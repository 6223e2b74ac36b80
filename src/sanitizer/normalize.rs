/// Lexical normalization of raw batch input.
///
/// Each raw chunk (a pasted blob or one CSV cell) is split on newlines,
/// commas and semicolons; every candidate is trimmed and lowercased, and
/// empties are discarded. Output preserves first-seen order. No validation
/// happens here.
pub fn normalize_batch(raw: &[String]) -> Vec<String> {
    raw.iter()
        .flat_map(|chunk| chunk.split(['\n', ',', ';']))
        .map(|candidate| candidate.trim().to_lowercase())
        .filter(|candidate| !candidate.is_empty())
        .collect()
}
use std::fmt;

use chrono::{DateTime, Utc};
use serde::{Deserialize, Serialize};
use uuid::Uuid;

/// Who produced a transcript line.
#[derive(Debug, Clone, Copy, PartialEq, Eq, Hash, Serialize, Deserialize)]
#[serde(rename_all = "lowercase")]
pub enum Role {
    User,
    Bot,
}

impl Role {
    /// Prefix used when a record is rendered into a prompt.
    pub fn label(self) -> &'static str {
        match self {
            Self::User => "user",
            Self::Bot => "bot",
        }
    }
}

impl fmt::Display for Role {
    fn fmt(&self, f: &mut fmt::Formatter<'_>) -> fmt::Result {
        f.write_str(self.label())
    }
}

/// One line of a user's memory transcript.
///
/// The same `id` is stored next to the record's embedding in the
/// [`VectorIndex`](crate::index::VectorIndex), so search hits are joined back
/// to text by key rather than by insertion order.
#[derive(Debug, Clone, PartialEq, Serialize, Deserialize)]
pub struct TranscriptRecord {
    pub id: Uuid,
    pub role: Role,
    pub text: String,
    pub recorded_at: DateTime<Utc>,
}

impl TranscriptRecord {
    pub fn new(role: Role, text: impl Into<String>) -> Self {
        Self {
            id: Uuid::new_v4(),
            role,
            text: text.into(),
            recorded_at: Utc::now(),
        }
    }

    /// `"{role}: {text}"`, the form used in the recent-messages window.
    pub fn rendered(&self) -> String {
        format!("{}: {}", self.role, self.text)
    }
}

/// Collapse every run of whitespace (including newlines) to a single space and
/// trim both ends.
pub fn normalize_whitespace(text: &str) -> String {
    text.split_whitespace().collect::<Vec<_>>().join(" ")
}
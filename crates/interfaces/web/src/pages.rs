//! Server-rendered HTML for the login, signup and chat pages.

use std::sync::LazyLock;

use minijinja::{Environment, context};

/// Template sources compiled into the binary.  Names end in `.html`, which
/// turns on HTML autoescaping for every interpolated value.
const TEMPLATES: &[(&str, &str)] = &[
    ("layout.html", include_str!("../templates/layout.html")),
    ("credentials.html", include_str!("../templates/credentials.html")),
    ("login.html", include_str!("../templates/login.html")),
    ("signup.html", include_str!("../templates/signup.html")),
    ("chat.html", include_str!("../templates/chat.html")),
];

static PAGES: LazyLock<Environment<'static>> = LazyLock::new(|| {
    let mut env = Environment::new();
    env.set_loader(|name| {
        Ok(TEMPLATES
            .iter()
            .find(|(known, _)| *known == name)
            .map(|(_, source)| source.to_string()))
    });
    env
});

pub fn login_page(notice: Option<&str>) -> Result<String, minijinja::Error> {
    PAGES
        .get_template("login.html")?
        .render(context! { title => "Mindful · Log in", notice })
}

pub fn signup_page(notice: Option<&str>) -> Result<String, minijinja::Error> {
    PAGES
        .get_template("signup.html")?
        .render(context! { title => "Mindful · Sign up", notice })
}

pub fn chat_page(username: &str) -> Result<String, minijinja::Error> {
    PAGES
        .get_template("chat.html")?
        .render(context! { title => "Mindful", username })
}
pub mod crisis;
pub mod prompt_builder;
mod runtime;

pub use crisis::CrisisDetector;
pub use runtime::{ChatRuntime, Reply, ReplyKind};
use std::collections::HashMap;
use std::path::{Path, PathBuf};
use std::sync::{Arc, Mutex};

use anyhow::{Context, Result};
use tokio::sync::OwnedMutexGuard;
use tracing::{debug, info, instrument};
use uuid::Uuid;

use mindful_config::MemoryConfig;
use mindful_llm::Embedder;

use crate::error::{MemoryError, validate_user_id};
use crate::index::VectorIndex;
use crate::schema::{Role, TranscriptRecord, normalize_whitespace};
use crate::transcript::Transcript;

/// Texts sent per embedding request when rebuilding an index.
const REINDEX_BATCH: usize = 64;

#[derive(Debug, Clone, Copy, Default, PartialEq, Eq)]
pub struct MemoryStats {
    pub vectors: usize,
    pub transcript_records: usize,
}

/// Per-user long-term memory: one vector index file and one transcript file
/// per user, both keyed by user id.
pub struct VectorMemory {
    index_dir: PathBuf,
    transcript_dir: PathBuf,
    embedder: Arc<dyn Embedder>,
    locks: Mutex<HashMap<String, Arc<tokio::sync::Mutex<()>>>>,
}

impl VectorMemory {
    pub fn new(
        index_dir: impl Into<PathBuf>,
        transcript_dir: impl Into<PathBuf>,
        embedder: Arc<dyn Embedder>,
    ) -> Self {
        Self {
            index_dir: index_dir.into(),
            transcript_dir: transcript_dir.into(),
            embedder,
            locks: Mutex::new(HashMap::new()),
        }
    }

    pub fn from_config(config: &MemoryConfig, embedder: Arc<dyn Embedder>) -> Self {
        Self::new(config.index_dir(), config.transcript_dir(), embedder)
    }

    pub fn dimension(&self) -> usize {
        self.embedder.dimension()
    }

    pub fn index_path(&self, user_id: &str) -> Result<PathBuf, MemoryError> {
        let user_id = validate_user_id(user_id)?;
        Ok(self.index_dir.join(format!("index_{user_id}.bin")))
    }

    pub fn transcript_path(&self, user_id: &str) -> Result<PathBuf, MemoryError> {
        let user_id = validate_user_id(user_id)?;
        Ok(self.transcript_dir.join(format!("transcript_{user_id}.jsonl")))
    }

    fn transcript(&self, user_id: &str) -> Result<Transcript, MemoryError> {
        Ok(Transcript::new(self.transcript_path(user_id)?))
    }

    /// Exclusive access to one user's index and transcript.  Hold the guard
    /// across a whole load → store → save sequence.
    ///
    /// Entries nobody holds or awaits are dropped on each call, so the map
    /// only grows with the number of concurrently active users.
    pub async fn lock_user(&self, user_id: &str) -> OwnedMutexGuard<()> {
        let lock = {
            let mut locks = self.locks.lock().unwrap_or_else(|poisoned| poisoned.into_inner());
            // Clones are only taken under this mutex, so a count of one means idle.
            locks.retain(|_, lock| Arc::strong_count(lock) > 1);
            locks.entry(user_id.to_string()).or_default().clone()
        };
        lock.lock_owned().await
    }

    #[cfg(test)]
    fn tracked_locks(&self) -> usize {
        self.locks.lock().unwrap_or_else(|poisoned| poisoned.into_inner()).len()
    }

    /// The user's index, or an empty one when no index file exists yet.
    pub async fn load(&self, user_id: &str) -> Result<VectorIndex> {
        let path = self.index_path(user_id)?;
        let exists = tokio::fs::try_exists(&path)
            .await
            .with_context(|| format!("checking {}", path.display()))?;
        if !exists {
            debug!(user_id, "no index on disk, starting empty");
            return Ok(VectorIndex::new(self.dimension()));
        }

        let index = VectorIndex::read_from(&path).await?;
        if index.dimension() != self.dimension() {
            return Err(MemoryError::DimensionMismatch {
                expected: self.dimension(),
                actual: index.dimension(),
            })
            .with_context(|| format!("loading {}", path.display()));
        }
        debug!(user_id, vectors = index.len(), "index loaded");
        Ok(index)
    }

    /// Embed `text` and append it to both the transcript and the in-memory
    /// index under one record id.  The index is not persisted; call
    /// [`save`](Self::save) afterwards.
    #[instrument(skip(self, index, text), fields(text_len = text.len()))]
    pub async fn store(
        &self,
        user_id: &str,
        index: &mut VectorIndex,
        text: &str,
        role: Role,
    ) -> Result<TranscriptRecord> {
        let transcript = self.transcript(user_id)?;
        let record = TranscriptRecord::new(role, normalize_whitespace(text));
        let embedding = self.embedder.embed(&record.text).await?;
        if embedding.len() != index.dimension() {
            return Err(MemoryError::DimensionMismatch {
                expected: index.dimension(),
                actual: embedding.len(),
            }
            .into());
        }

        transcript.append(&record).await?;
        index.add(record.id, &embedding)?;
        debug!(id = %record.id, vectors = index.len(), "memory record stored");
        Ok(record)
    }

    /// Overwrite the user's index file with `index`.
    pub async fn save(&self, user_id: &str, index: &VectorIndex) -> Result<()> {
        let path = self.index_path(user_id)?;
        index.write_to(&path).await?;
        debug!(user_id, vectors = index.len(), path = %path.display(), "index saved");
        Ok(())
    }

    /// Texts of the `top_k` records most similar to `query`, nearest first,
    /// joined by newlines.  Empty when the user has no transcript.
    #[instrument(skip(self, query, index), fields(vectors = index.len()))]
    pub async fn retrieve(
        &self,
        user_id: &str,
        query: &str,
        index: &VectorIndex,
        top_k: usize,
    ) -> Result<String> {
        let records = self.transcript(user_id)?.load().await?;
        if records.is_empty() || index.is_empty() || top_k == 0 {
            return Ok(String::new());
        }

        let query_embedding = self.embedder.embed(query).await?;
        let hits = index.search(&query_embedding, top_k)?;

        let by_id: HashMap<Uuid, &TranscriptRecord> =
            records.iter().map(|record| (record.id, record)).collect();
        let lines = hits
            .iter()
            .filter_map(|hit| by_id.get(&hit.id))
            .map(|record| record.text.as_str())
            .collect::<Vec<_>>();

        debug!(hits = hits.len(), matched = lines.len(), "memory retrieved");
        Ok(lines.join("\n"))
    }

    /// The last `n` transcript records rendered as `"{role}: {text}"`.
    pub async fn recent(&self, user_id: &str, n: usize) -> Result<String> {
        let lines = self
            .transcript(user_id)?
            .tail(n)
            .await?
            .iter()
            .map(TranscriptRecord::rendered)
            .collect::<Vec<_>>();
        Ok(lines.join("\n"))
    }

    pub async fn stats(&self, user_id: &str) -> Result<MemoryStats> {
        Ok(MemoryStats {
            vectors: self.load(user_id).await?.len(),
            transcript_records: self.transcript(user_id)?.load().await?.len(),
        })
    }

    /// Rebuild the user's index from the transcript and save it.  Used when
    /// the index file is lost, corrupt, or built with another embedding model.
    pub async fn reindex(&self, user_id: &str) -> Result<VectorIndex> {
        let records = self.transcript(user_id)?.load().await?;
        let mut index = VectorIndex::new(self.dimension());

        for batch in records.chunks(REINDEX_BATCH) {
            let texts = batch.iter().map(|record| record.text.clone()).collect::<Vec<_>>();
            let embeddings = self.embedder.embed_batch(&texts).await?;
            for (record, embedding) in batch.iter().zip(&embeddings) {
                index.add(record.id, embedding)?;
            }
        }

        self.save(user_id, &index).await?;
        info!(user_id, vectors = index.len(), "index rebuilt from transcript");
        Ok(index)
    }

    pub fn index_dir(&self) -> &Path {
        &self.index_dir
    }

    pub fn transcript_dir(&self) -> &Path {
        &self.transcript_dir
    }
}
use std::collections::BTreeMap;
use std::sync::Arc;

use anyhow::Result;
use chrono::{DateTime, Utc};
use redb::{Database, ReadableTable};
use serde::{Deserialize, Serialize};

use crate::CHAT_TURNS_TABLE;

/// One exchange: what the user said and what the bot answered.
#[derive(Debug, Clone, PartialEq, Serialize, Deserialize)]
pub struct ChatTurn {
    pub user_id: String,
    pub user_message: String,
    pub bot_response: String,
    pub timestamp: DateTime<Utc>,
}

impl ChatTurn {
    pub fn now(
        user_id: impl Into<String>,
        user_message: impl Into<String>,
        bot_response: impl Into<String>,
    ) -> Self {
        Self {
            user_id: user_id.into(),
            user_message: user_message.into(),
            bot_response: bot_response.into(),
            timestamp: Utc::now(),
        }
    }
}

/// A turn as shown in the history panel, under its `YYYY-MM-DD` heading.
#[derive(Debug, Clone, PartialEq, Eq, Serialize, Deserialize)]
pub struct HistoryEntry {
    /// `HH:MM`, UTC.
    pub time: String,
    pub user_message: String,
    pub bot_response: String,
}

/// Append-only log of chat turns, keyed by `(user_id, seq)`.
#[derive(Clone)]
pub struct ChatLog {
    db: Arc<Database>,
}

impl ChatLog {
    pub(crate) fn new(db: Arc<Database>) -> Self {
        Self { db }
    }

    /// Persist `turn` after the user's latest one.  Returns its sequence number.
    pub fn append(&self, turn: &ChatTurn) -> Result<u64> {
        let bytes = serde_json::to_vec(turn)?;
        let user_id = turn.user_id.as_str();

        let tx = self.db.begin_write()?;
        let seq = {
            let mut table = tx.open_table(CHAT_TURNS_TABLE)?;
            let last = table
                .range((user_id, 0u64)..=(user_id, u64::MAX))?
                .next_back()
                .transpose()?
                .map(|(key, _)| key.value().1);
            let seq = last.map_or(0, |last| last + 1);
            table.insert((user_id, seq), bytes.as_slice())?;
            seq
        };
        tx.commit()?;

        tracing::debug!(user_id, seq, "chat turn logged");
        Ok(seq)
    }

    /// Every turn of `user_id`, oldest first.
    pub fn turns_for(&self, user_id: &str) -> Result<Vec<ChatTurn>> {
        let tx = self.db.begin_read()?;
        let table = tx.open_table(CHAT_TURNS_TABLE)?;
        let mut turns = Vec::new();
        for item in table.range((user_id, 0u64)..=(user_id, u64::MAX))? {
            let (_, value) = item?;
            turns.push(serde_json::from_slice(value.value())?);
        }
        Ok(turns)
    }

    /// The user's turns grouped by calendar date, dates ascending.
    pub fn history_for(&self, user_id: &str) -> Result<BTreeMap<String, Vec<HistoryEntry>>> {
        Ok(group_by_date(self.turns_for(user_id)?))
    }
}

pub fn group_by_date(turns: Vec<ChatTurn>) -> BTreeMap<String, Vec<HistoryEntry>> {
    let mut history: BTreeMap<String, Vec<HistoryEntry>> = BTreeMap::new();
    for turn in turns {
        let date = turn.timestamp.format("%Y-%m-%d").to_string();
        history.entry(date).or_default().push(HistoryEntry {
            time: turn.timestamp.format("%H:%M").to_string(),
            user_message: turn.user_message,
            bot_response: turn.bot_response,
        });
    }
    history
}
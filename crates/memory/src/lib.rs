pub mod error;
pub mod index;
pub mod manager;
pub mod schema;
pub mod transcript;

pub use error::MemoryError;
pub use index::{SearchHit, VectorIndex};
pub use manager::{MemoryStats, VectorMemory};
pub use schema::{Role, TranscriptRecord, normalize_whitespace};
pub use transcript::Transcript;
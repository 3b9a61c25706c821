use std::io::ErrorKind;
use std::path::{Path, PathBuf};

use anyhow::{Context, Result};
use tokio::io::AsyncWriteExt;

use crate::schema::TranscriptRecord;

/// Append-only JSONL transcript of one user's conversation.
#[derive(Debug, Clone)]
pub struct Transcript {
    path: PathBuf,
}

impl Transcript {
    pub fn new(path: impl Into<PathBuf>) -> Self {
        Self { path: path.into() }
    }

    pub fn path(&self) -> &Path {
        &self.path
    }

    pub async fn append(&self, record: &TranscriptRecord) -> Result<()> {
        if let Some(parent) = self.path.parent() {
            tokio::fs::create_dir_all(parent).await?;
        }

        let mut file = tokio::fs::OpenOptions::new()
            .create(true)
            .append(true)
            .open(&self.path)
            .await
            .with_context(|| format!("opening transcript {}", self.path.display()))?;
        let mut line = serde_json::to_string(record)?;
        line.push('\n');
        file.write_all(line.as_bytes()).await?;
        // The index save that follows refers to this record by id, so it must
        // reach disk first.
        file.flush().await?;
        file.sync_all().await?;
        Ok(())
    }

    /// All records in append order.  A missing file is an empty transcript.
    pub async fn load(&self) -> Result<Vec<TranscriptRecord>> {
        let contents = match tokio::fs::read_to_string(&self.path).await {
            Ok(contents) => contents,
            Err(err) if err.kind() == ErrorKind::NotFound => return Ok(Vec::new()),
            Err(err) => {
                return Err(err)
                    .with_context(|| format!("reading transcript {}", self.path.display()));
            }
        };
        let mut records = Vec::new();
        let mut corrupt_count = 0usize;

        for (line_idx, line) in contents.lines().enumerate() {
            if line.trim().is_empty() {
                continue;
            }

            match serde_json::from_str::<TranscriptRecord>(line) {
                Ok(record) => records.push(record),
                Err(err) => {
                    corrupt_count += 1;
                    tracing::warn!(
                        line = line_idx + 1,
                        error = %err,
                        path = %self.path.display(),
                        "corrupt transcript record, skipping line"
                    );
                }
            }
        }

        if corrupt_count > 0 {
            tracing::warn!(
                corrupt_lines = corrupt_count,
                path = %self.path.display(),
                "transcript loaded with skipped corrupt lines"
            );
        }

        Ok(records)
    }

    /// The last `n` records, oldest first.
    pub async fn tail(&self, n: usize) -> Result<Vec<TranscriptRecord>> {
        let mut records = self.load().await?;
        if records.len() > n {
            records.drain(..records.len() - n);
        }
        Ok(records)
    }
}
//! Password hashing.  Hashes are PHC strings (`$argon2id$v=19$...`) carrying
//! their own salt and parameters.

use anyhow::{Result, anyhow};
use argon2::Argon2;
use argon2::password_hash::rand_core::OsRng;
use argon2::password_hash::{PasswordHash, PasswordHasher, PasswordVerifier, SaltString};

pub fn hash_password(password: &str) -> Result<String> {
    let salt = SaltString::generate(&mut OsRng);
    let hash = Argon2::default()
        .hash_password(password.as_bytes(), &salt)
        .map_err(|err| anyhow!("hashing password: {err}"))?;
    Ok(hash.to_string())
}

/// `false` for a wrong password and for a stored hash that does not parse.
pub fn verify_password(password: &str, stored_hash: &str) -> bool {
    let Ok(parsed) = PasswordHash::new(stored_hash) else {
        tracing::warn!("stored password hash is not a valid PHC string");
        return false;
    };
    Argon2::default()
        .verify_password(password.as_bytes(), &parsed)
        .is_ok()
}
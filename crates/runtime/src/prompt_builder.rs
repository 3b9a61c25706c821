//! Prompt layout for a non-crisis chat turn.
//!
//! The user prompt is the combined memory context followed by the current
//! message and the `Chatbot:` cue:
//!
//! ```text
//! Relevant context:
//! <similar past lines>
//!
//! Recent messages:
//! <last N transcript lines>
//!
//! User: <message>
//! Chatbot:
//! ```
//!
//! Either context section is omitted entirely when it is empty.

pub const RELEVANT_HEADING: &str = "Relevant context:";
pub const RECENT_HEADING: &str = "Recent messages:";

/// Semantic matches first, then the recency window, each under its heading.
pub fn build_context_block(retrieved: &str, recent: &str) -> String {
    let mut block = String::new();
    if !retrieved.is_empty() {
        block.push_str(&format!("{RELEVANT_HEADING}\n{retrieved}\n\n"));
    }
    if !recent.is_empty() {
        block.push_str(&format!("{RECENT_HEADING}\n{recent}\n\n"));
    }
    block
}

pub fn build_user_prompt(context_block: &str, message: &str) -> String {
    format!("{context_block}User: {message}\nChatbot:")
}
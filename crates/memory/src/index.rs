//! Exact nearest-neighbour index over one user's memory embeddings.
//!
//! Vectors are stored contiguously and searched by brute force under squared
//! Euclidean (L2) distance.  Each vector carries the id of the transcript
//! record it was computed from.
//!
//! # On-disk format
//!
//! `bincode` (standard config) encoding of [`VectorIndex`], written to a
//! `.tmp` sibling and renamed into place.  `format_version` is checked on read.
use std::path::{Path, PathBuf};

use anyhow::{Context, Result, bail};
use bincode::{Decode, Encode};
use tokio::io::AsyncWriteExt;
use uuid::Uuid;

use crate::error::MemoryError;

pub const INDEX_FORMAT_VERSION: u32 = 1;

/// Upper bound on the bytes a decoded index may claim, about 340k records at
/// 768 dimensions.  Length prefixes beyond it are rejected before allocating.
pub const MAX_INDEX_BYTES: usize = 1 << 30;

#[derive(Debug, Clone, Copy, PartialEq)]
pub struct SearchHit {
    pub id: Uuid,
    /// Squared L2 distance to the query.
    pub distance: f32,
}

#[derive(Debug, Clone, PartialEq, Encode, Decode)]
pub struct VectorIndex {
    format_version: u32,
    dimension: usize,
    ids: Vec<u128>,
    /// Row-major, `ids.len() * dimension` components.
    vectors: Vec<f32>,
}

impl VectorIndex {
    pub fn new(dimension: usize) -> Self {
        Self {
            format_version: INDEX_FORMAT_VERSION,
            dimension,
            ids: Vec::new(),
            vectors: Vec::new(),
        }
    }

    pub fn dimension(&self) -> usize {
        self.dimension
    }

    pub fn len(&self) -> usize {
        self.ids.len()
    }

    pub fn is_empty(&self) -> bool {
        self.ids.is_empty()
    }

    pub fn ids(&self) -> impl Iterator<Item = Uuid> + '_ {
        self.ids.iter().map(|raw| Uuid::from_u128(*raw))
    }

    pub fn add(&mut self, id: Uuid, vector: &[f32]) -> Result<(), MemoryError> {
        self.check_dimension(vector)?;
        self.ids.push(id.as_u128());
        self.vectors.extend_from_slice(vector);
        Ok(())
    }

    /// The `k` stored vectors closest to `query`, nearest first.  Returns
    /// fewer than `k` hits when the index holds fewer vectors.
    pub fn search(&self, query: &[f32], k: usize) -> Result<Vec<SearchHit>, MemoryError> {
        self.check_dimension(query)?;
        if k == 0 || self.is_empty() {
            return Ok(Vec::new());
        }

        let mut hits = self
            .vectors
            .chunks_exact(self.dimension.max(1))
            .zip(&self.ids)
            .map(|(row, id)| SearchHit {
                id: Uuid::from_u128(*id),
                distance: squared_l2(row, query),
            })
            .collect::<Vec<_>>();

        hits.sort_by(|left, right| left.distance.total_cmp(&right.distance));
        hits.truncate(k);
        Ok(hits)
    }

    pub async fn read_from(path: impl AsRef<Path>) -> Result<Self> {
        let path = path.as_ref();
        let bytes = tokio::fs::read(path)
            .await
            .with_context(|| format!("reading vector index {}", path.display()))?;
        if bytes.len() > MAX_INDEX_BYTES {
            bail!(
                "vector index {} is {} bytes, limit is {MAX_INDEX_BYTES}",
                path.display(),
                bytes.len()
            );
        }
        let config = bincode::config::standard().with_limit::<MAX_INDEX_BYTES>();
        let (index, _): (Self, usize) = bincode::decode_from_slice(&bytes, config)
            .with_context(|| format!("decoding vector index {}", path.display()))?;

        if index.format_version != INDEX_FORMAT_VERSION {
            bail!(
                "vector index {} has format version {}, expected {}",
                path.display(),
                index.format_version,
                INDEX_FORMAT_VERSION
            );
        }
        let expected_components = index.ids.len().checked_mul(index.dimension);
        if expected_components != Some(index.vectors.len()) {
            bail!(
                "vector index {} is truncated: {} components for {} ids of dimension {}",
                path.display(),
                index.vectors.len(),
                index.ids.len(),
                index.dimension
            );
        }
        Ok(index)
    }

    /// Overwrite `path` with this index.  Crash-safe: the bytes go to a `.tmp`
    /// sibling first and are renamed over the original after `fsync`.
    pub async fn write_to(&self, path: impl AsRef<Path>) -> Result<()> {
        let path = path.as_ref();
        if let Some(parent) = path.parent() {
            tokio::fs::create_dir_all(parent).await?;
        }

        let bytes = bincode::encode_to_vec(self, bincode::config::standard())
            .context("encoding vector index")?;
        let tmp_path = tmp_sibling(path);

        let write_result: Result<()> = async {
            let mut file = tokio::fs::OpenOptions::new()
                .create(true)
                .write(true)
                .truncate(true)
                .open(&tmp_path)
                .await?;
            file.write_all(&bytes).await?;
            file.flush().await?;
            file.sync_all().await?;
            Ok(())
        }
        .await;

        if let Err(err) = write_result {
            let _ = tokio::fs::remove_file(&tmp_path).await;
            return Err(err);
        }

        if let Err(err) = tokio::fs::rename(&tmp_path, path).await {
            let _ = tokio::fs::remove_file(&tmp_path).await;
            return Err(err.into());
        }

        Ok(())
    }

    fn check_dimension(&self, vector: &[f32]) -> Result<(), MemoryError> {
        if vector.len() != self.dimension {
            return Err(MemoryError::DimensionMismatch {
                expected: self.dimension,
                actual: vector.len(),
            });
        }
        Ok(())
    }
}

fn squared_l2(a: &[f32], b: &[f32]) -> f32 {
    a.iter().zip(b).map(|(x, y)| (x - y) * (x - y)).sum()
}

fn tmp_sibling(path: &Path) -> PathBuf {
    let filename = path
        .file_name()
        .map(|f| f.to_string_lossy().to_string())
        .unwrap_or_else(|| "index.bin".to_string());
    path.with_file_name(format!("{filename}.tmp"))
}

==*==

For every line of the material above that contains the word "poisoned", show the line.

:: Answer section ::
            let mut locks = self.locks.lock().unwrap_or_else(|poisoned| poisoned.into_inner());
        self.locks.lock().unwrap_or_else(|poisoned| poisoned.into_inner()).len()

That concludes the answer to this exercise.